As mentioned earlier, these applications collect location data and car speed data to provide accurate information about traffic and routes, we always need to ensure that we carefully read the privacy policies and terms of use of these applications to understand what data is being collected, how it’s used, and how it’s protected. Also, we need to understand what data is necessary and we must disable sharing information that is not relevant for the APP.

  • Data Anonymization

Apps generally collect our data in an anonymous way, meaning they are not directly linked to our identity. However, this anonymization doesn’t always guarantee that our data is completely anonymous, so it’s important to understand how this process is managed in each application.

  • Sharing with Third Parties

Some applications may share our data with third party companies, such as advertisers, to display personalized ads and keep the apps free.
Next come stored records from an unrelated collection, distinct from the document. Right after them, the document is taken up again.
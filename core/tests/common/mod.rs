//! Shared fixtures: hand-built worlds and engines on a manual clock.
#![allow(dead_code)]

use chrono::{DateTime, TimeZone, Utc};
use hexworld_core::{
    clock::ManualClock,
    command::{PlayerCommand, Submission},
    config::{EngineConfig, GameConfig},
    content::{ContentService, Ruleset, StaticContent},
    engine::Engine,
    game::{Game, GameStatus},
    genesis,
    hex::HexCoord,
    intake::SubmitOutcome,
    notify::{EventFeed, Notifier},
    passive::PassiveRules,
    snapshot::{MemorySnapshotStore, SnapshotStore},
    types::{PlayerId, UnitId},
    world::{Terrain, Unit, UnitStatus, WorldState},
};
use std::sync::Arc;

pub fn init_logging() {
    let _ = env_logger::builder().is_test(true).try_init();
}

pub fn start() -> DateTime<Utc> {
    Utc.with_ymd_and_hms(2026, 3, 1, 12, 0, 0).unwrap()
}

pub fn config() -> GameConfig {
    let mut cfg = EngineConfig::default_test().game_defaults;
    cfg.loot_density_percent = 0;
    cfg.interactable_density_percent = 0;
    cfg
}

pub fn ruleset() -> Arc<Ruleset> {
    StaticContent::default_test().ruleset("v1").unwrap()
}

/// One unit to place: (id, owner, kind, position).
pub type Placement = (UnitId, PlayerId, &'static str, HexCoord);

/// An all-plains map with exactly the given units, nothing on the tiles
/// and no scheduled events.
pub fn custom_world(
    game_id: &str,
    seed: u64,
    cfg: GameConfig,
    players: &[(PlayerId, &str)],
    units: &[Placement],
) -> (Game, WorldState) {
    let mut game = Game::new(game_id.to_string(), "custom", seed, cfg, start());
    game.status = GameStatus::Active;
    let ruleset = ruleset();
    let seats: Vec<(PlayerId, String)> = players
        .iter()
        .map(|(id, n)| (*id, n.to_string()))
        .collect();
    let mut world = genesis::generate(&game, &seats, &ruleset).unwrap();

    for tile in Arc::make_mut(&mut world.tiles).values_mut() {
        tile.terrain = Terrain::Plains;
        tile.capacity = 1;
        tile.structure = None;
        tile.loot.clear();
        tile.interactables.clear();
    }
    world.units.clear();
    world.scheduled.clear();
    for player in world.players.values_mut() {
        player.units.clear();
    }
    for (id, owner, kind, at) in units {
        world.units.insert(*id, unit(&ruleset, *id, *owner, kind, *at));
        world.players.get_mut(owner).unwrap().units.insert(*id);
    }
    world.next_unit_id = units.iter().map(|u| u.0).max().unwrap_or(0) + 1;
    world.stats.live_units = world.units.len() as u32;
    (game, world.seal().unwrap())
}

pub fn unit(ruleset: &Ruleset, id: UnitId, owner: PlayerId, kind: &str, at: HexCoord) -> Unit {
    let def = ruleset.unit(kind).unwrap();
    Unit {
        id,
        owner,
        kind: kind.to_string(),
        position: at,
        hp: def.max_hp,
        max_hp: def.max_hp,
        stamina: def.max_stamina,
        max_stamina: def.max_stamina,
        experience: 0,
        status: UnitStatus::Idle,
        inventory: Vec::new(),
        effects: Vec::new(),
        attributes: Default::default(),
    }
}

pub struct Harness {
    pub engine: Engine,
    pub clock: Arc<ManualClock>,
    pub feed: Arc<EventFeed>,
    pub game_id: String,
}

impl Harness {
    /// Register a prepared game in `store` and load it into a fresh engine.
    pub fn load(
        game: Game,
        world: WorldState,
        store: Arc<dyn SnapshotStore>,
        rules: PassiveRules,
    ) -> Self {
        let feed = Arc::new(EventFeed::new());
        Self::load_with_notifier(game, world, store, rules, feed.clone(), feed)
    }

    pub fn load_with_notifier(
        game: Game,
        world: WorldState,
        store: Arc<dyn SnapshotStore>,
        rules: PassiveRules,
        notifier: Arc<dyn Notifier>,
        feed: Arc<EventFeed>,
    ) -> Self {
        init_logging();
        store.register_game(&game, &world).unwrap();
        let clock = Arc::new(ManualClock::new(start()));
        let engine = Engine::new(
            EngineConfig::default_test(),
            store,
            Arc::new(StaticContent::default_test()),
            clock.clone(),
            notifier,
        )
        .with_rules(rules);
        assert_eq!(engine.restore().unwrap(), 1);
        Self {
            engine,
            clock,
            feed,
            game_id: game.game_id,
        }
    }

    pub fn custom(units: &[Placement]) -> Self {
        let (game, world) = custom_world("custom", 7, config(), &[(1, "red"), (2, "blue")], units);
        Self::load(game, world, Arc::new(MemorySnapshotStore::new()), PassiveRules::standard())
    }

    pub fn submit(&self, player_id: PlayerId, command: PlayerCommand) -> SubmitOutcome {
        self.engine
            .submit(&self.game_id, player_id, Submission::new(command))
            .unwrap()
    }

    pub fn accept(&self, player_id: PlayerId, command: PlayerCommand) -> u64 {
        let outcome = self.submit(player_id, command);
        assert!(outcome.is_accepted(), "expected acceptance, got {outcome:?}");
        outcome.command_id()
    }

    pub fn state(&self) -> Arc<WorldState> {
        self.engine.latest_state(&self.game_id).unwrap()
    }
}

/// Engine over a generated map with `players` seated, created and started
/// through the public lifecycle.
pub fn generated(seed: u64, players: usize) -> (Engine, Arc<ManualClock>, String) {
    init_logging();
    let clock = Arc::new(ManualClock::new(start()));
    let engine = Engine::new(
        EngineConfig::default_test(),
        Arc::new(MemorySnapshotStore::new()),
        Arc::new(StaticContent::default_test()),
        clock.clone(),
        Arc::new(EventFeed::new()),
    );
    let names: Vec<String> = (1..=players).map(|i| format!("p{i}")).collect();
    let game_id = engine.create_game("generated", seed, &names, None).unwrap();
    engine.start_game(&game_id).unwrap();
    (engine, clock, game_id)
}

/// A passable neighbour of the unit's tile, rotating with `salt`.
pub fn wander(state: &WorldState, ruleset: &Ruleset, unit: &Unit, salt: u64) -> Option<HexCoord> {
    let neighbors = unit.position.neighbors();
    (0..6)
        .map(|i| neighbors[((salt as usize) + i) % 6])
        .find(|c| state.tile(*c).is_some_and(|t| ruleset.terrain_cost(t.terrain).is_some()))
}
We need to remember that when we don’t pay for a service over the internet, it’s mainly because in that case, the company makes money out of our information.

This is why we need to do quick research on how these applications handle data sharing with third parties and whether they provide options to limit this sharing if desired, as per the GDPR guidelines these companies need to inform us where our private information will be shared and how, so finding this information shouldn’t be difficult.

  • Keep the application updated

We need to keep our applications up to date to ensure that we are using the latest versions, which often include security improvements and vulnerability fixes, that will help us protect our personal data.

These applications are not bad for our privacy if we take care of what we share, often, we need to weigh the benefits they bring against the information we must provide to obtain these benefits. These applications make our daily lives much easier and help us reach our destinations much faster. If we educate ourselves about how the GDPR protects us from these companies and limit what we share, we can enjoy these technologies without risking our personal lives.